Ein abgekartetes Verfahren

In Xinjiang ist die Lage ohnehin längst nicht mehr mit dem bloßen Auge zu fassen: So war dort bis 2019 der dystopische Polizeistaat ganz offen sichtbar, etwa in Form von militärischen Checkpoints und omnipräsenten Stacheldrahtzäunen. Mittlerweile ist die Überwachung subtiler geworden. Doch verbessert hat sich die Lage für die Uiguren seither dennoch nicht: Viele Umerziehungslager wurden etwa zu „Fabriken“ umdeklariert, wo die Insassen mutmaßlich Zwangsarbeit verrichten.

Andere politisch Verfolgte wurden schlicht in gewöhnliche Gefängnisse transferiert. Parallelen gibt es auch zum Besuch der Weltgesundheitsorganisation (WHO) Anfang 2021. Auch hier hat sich die chinesische Regierung zunächst quergestellt, ehe man den internationalen Wissenschaftlern eine Reise unter strengen Auflagen genehmigte. Dazu gehörte eine orchestrierte Pressekonferenz, bei der Peking die Suche nach dem Ursprung von Corona in der Volksrepublik offiziell für beendet erklärt hatte. Damals machte die WHO gute Miene zum bösen Spiel, da sie sich den Zugang zu den chinesischen Behörden nicht verscherzen wollte.

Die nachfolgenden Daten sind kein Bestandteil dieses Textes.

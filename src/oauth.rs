//! Wire-level request construction and response classification for the LMS.
//!
//! Identity calls follow the Open edX client-credentials dialect: HTTP Basic client
//! authentication, `token_type=jwt` in the form body, and a `JWT` authorization scheme on
//! resource calls instead of `Bearer`.

pub use oauth2;

// crates.io
use oauth2::{
	HttpClientError, HttpRequest, HttpResponse,
	http::{
		Method, Request,
		header::{AUTHORIZATION, CACHE_CONTROL, CONTENT_TYPE},
	},
};
use serde::de::DeserializeOwned;
// self
use crate::{
	_prelude::*,
	auth::{TokenResponse, TokenSecret},
	config::ClientCredentials,
	error::{ConfigError, UpstreamApiError, UpstreamAuthError},
};

const FORM_CONTENT_TYPE: &str = "application/x-www-form-urlencoded";

/// Upstream endpoint a request was addressed to; drives error classification.
#[derive(Clone, Copy, Debug, PartialEq, Eq)]
pub enum CallTarget<'a> {
	/// `/oauth2/access_token` on the identity base URL.
	Identity,
	/// A resource path on the resource base URL.
	Resource(&'a str),
}
impl CallTarget<'_> {
	/// Error for a request that exceeded its timeout.
	pub fn timeout(self) -> Error {
		match self {
			Self::Identity => UpstreamAuthError::Timeout.into(),
			Self::Resource(path) => UpstreamApiError::Timeout { path: path.to_owned() }.into(),
		}
	}

	/// Error for a network-level failure (DNS, TCP, TLS, I/O).
	pub fn network(self, src: impl 'static + Send + Sync + StdError) -> Error {
		match self {
			Self::Identity => UpstreamAuthError::Network { source: Box::new(src) }.into(),
			Self::Resource(path) =>
				UpstreamApiError::Network { path: path.to_owned(), source: Box::new(src) }.into(),
		}
	}

	fn other(self, message: String) -> Error {
		self.network(std::io::Error::other(message))
	}
}

/// Maps HTTP transport failures into client [`Error`] values.
pub trait TransportErrorMapper<E>
where
	Self: 'static + Send + Sync,
	E: 'static + Send + Sync + StdError,
{
	/// Converts an [`HttpClientError`] emitted by the transport into a client error.
	fn map_transport_error(&self, target: CallTarget<'_>, error: HttpClientError<E>) -> Error;
}

/// Default mapper for reqwest-backed transports.
#[cfg(feature = "reqwest")]
#[derive(Clone, Debug, Default)]
pub struct ReqwestTransportErrorMapper;
#[cfg(feature = "reqwest")]
impl TransportErrorMapper<ReqwestError> for ReqwestTransportErrorMapper {
	fn map_transport_error(
		&self,
		target: CallTarget<'_>,
		err: HttpClientError<ReqwestError>,
	) -> Error {
		match err {
			HttpClientError::Reqwest(inner) => map_reqwest_error(target, *inner),
			err => map_generic_transport_error(target, err),
		}
	}
}

/// Fallback classification shared by every mapper for the non-transport-specific variants.
pub fn map_generic_transport_error<E>(target: CallTarget<'_>, err: HttpClientError<E>) -> Error
where
	E: 'static + Send + Sync + StdError,
{
	match err {
		HttpClientError::Reqwest(inner) => target.network(*inner),
		HttpClientError::Http(inner) => ConfigError::from(inner).into(),
		HttpClientError::Io(inner) if inner.kind() == std::io::ErrorKind::TimedOut =>
			target.timeout(),
		HttpClientError::Io(inner) => target.network(inner),
		HttpClientError::Other(message) => target.other(message),
		other => target.other(other.to_string()),
	}
}

#[cfg(feature = "reqwest")]
fn map_reqwest_error(target: CallTarget<'_>, err: ReqwestError) -> Error {
	if err.is_builder() {
		return ConfigError::from(err).into();
	}
	if err.is_timeout() {
		return target.timeout();
	}

	target.network(err)
}

/// Builds the client-credentials token request.
pub(crate) fn token_request(credentials: &ClientCredentials) -> Result<HttpRequest> {
	let endpoint = credentials.token_endpoint()?;
	let body = url::form_urlencoded::Serializer::new(String::new())
		.append_pair("grant_type", "client_credentials")
		.append_pair("token_type", "jwt")
		.finish();
	let request = Request::builder()
		.method(Method::POST)
		.uri(endpoint.as_str())
		.header(AUTHORIZATION, credentials.basic_authorization())
		.header(CACHE_CONTROL, "no-cache")
		.header(CONTENT_TYPE, FORM_CONTENT_TYPE)
		.body(body.into_bytes())
		.map_err(ConfigError::from)?;

	Ok(request)
}

/// Builds an authenticated `GET` for a resource URL.
pub(crate) fn resource_request(url: &Url, token: &TokenSecret) -> Result<HttpRequest> {
	let request = Request::builder()
		.method(Method::GET)
		.uri(url.as_str())
		.header(AUTHORIZATION, token.jwt_authorization())
		.body(Vec::new())
		.map_err(ConfigError::from)?;

	Ok(request)
}

/// Classifies an identity endpoint response into a token and its declared lifetime.
pub(crate) fn read_token_response(response: HttpResponse) -> Result<(TokenSecret, Duration)> {
	let status = response.status();

	if !status.is_success() {
		return Err(UpstreamAuthError::Rejected {
			status: status.as_u16(),
			body: body_text(response.body()),
		}
		.into());
	}

	let parsed = TokenResponse::parse(response.body()).map_err(|source| {
		UpstreamAuthError::MalformedResponse { status: status.as_u16(), source }
	})?;

	Ok(parsed.into_parts()?)
}

/// Classifies a resource response and decodes its JSON body into `T`.
pub(crate) fn read_resource_response<T>(path: &str, response: HttpResponse) -> Result<T>
where
	T: DeserializeOwned,
{
	let status = response.status();

	if !status.is_success() {
		return Err(UpstreamApiError::Status {
			path: path.to_owned(),
			status: status.as_u16(),
			body: body_text(response.body()),
		}
		.into());
	}

	let mut de = serde_json::Deserializer::from_slice(response.body());

	serde_path_to_error::deserialize(&mut de).map_err(|source| {
		UpstreamApiError::MalformedResponse { path: path.to_owned(), source }.into()
	})
}

fn body_text(body: &[u8]) -> String {
	String::from_utf8_lossy(body).trim().to_owned()
}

Die meisten westlichen Diplomaten vor Ort haben dieses abgekartete Verfahren durchschaut. Tatsächlich versucht die chinesische Regierung bereits seit Längerem, europäische Botschafter für eine Reise nach Xinjiang einzuladen. Doch diese lehnten stets ab, da grundsätzliche Bedingungen nicht erfüllt werden konnten – allen voran unbeobachtete Gespräche mit betroffenen Lagerinsassen. Stattdessen zielen solche Touren auf eine Propaganda ab, die so plump ist wie die in Nord­korea: Den Diplomaten werden lachende und tanzende Uiguren in volkstümlicher Tracht vorgezeigt. Ein reiner Zirkus, der mit der Realität rein gar nichts zu tun hat.

Und wer als Journalist nach Xinjiang reist, wird grundsätzlich auf Schritt und Tritt von Sicherheitspolizisten verfolgt. Seit einigen Monaten ist selbst dies nicht mehr nötig: Aufgrund der Pandemiebeschränkungen sind praktisch sämtliche Reisen außerhalb Pekings unmöglich.

Die Isolation geht so weit, dass selbst grundsätzliche Fakten nicht überprüft werden können: So hatte Anfang Mai das von der CIA finanzierte US-Medium Radio Free Asia berichtet, dass die Behörden in der historischen Altstadt von Kaschgar in Xinjiang den traditionellen Sonntagsbasar demolieren würden – offenbar, um die kulturelle Assimilation der Uiguren voranzutreiben. Doch bislang konnte sich noch kein Korrespondent ein eigenes Bild machen. Xinjiang ist längst ein abgesperrtes Gebiet.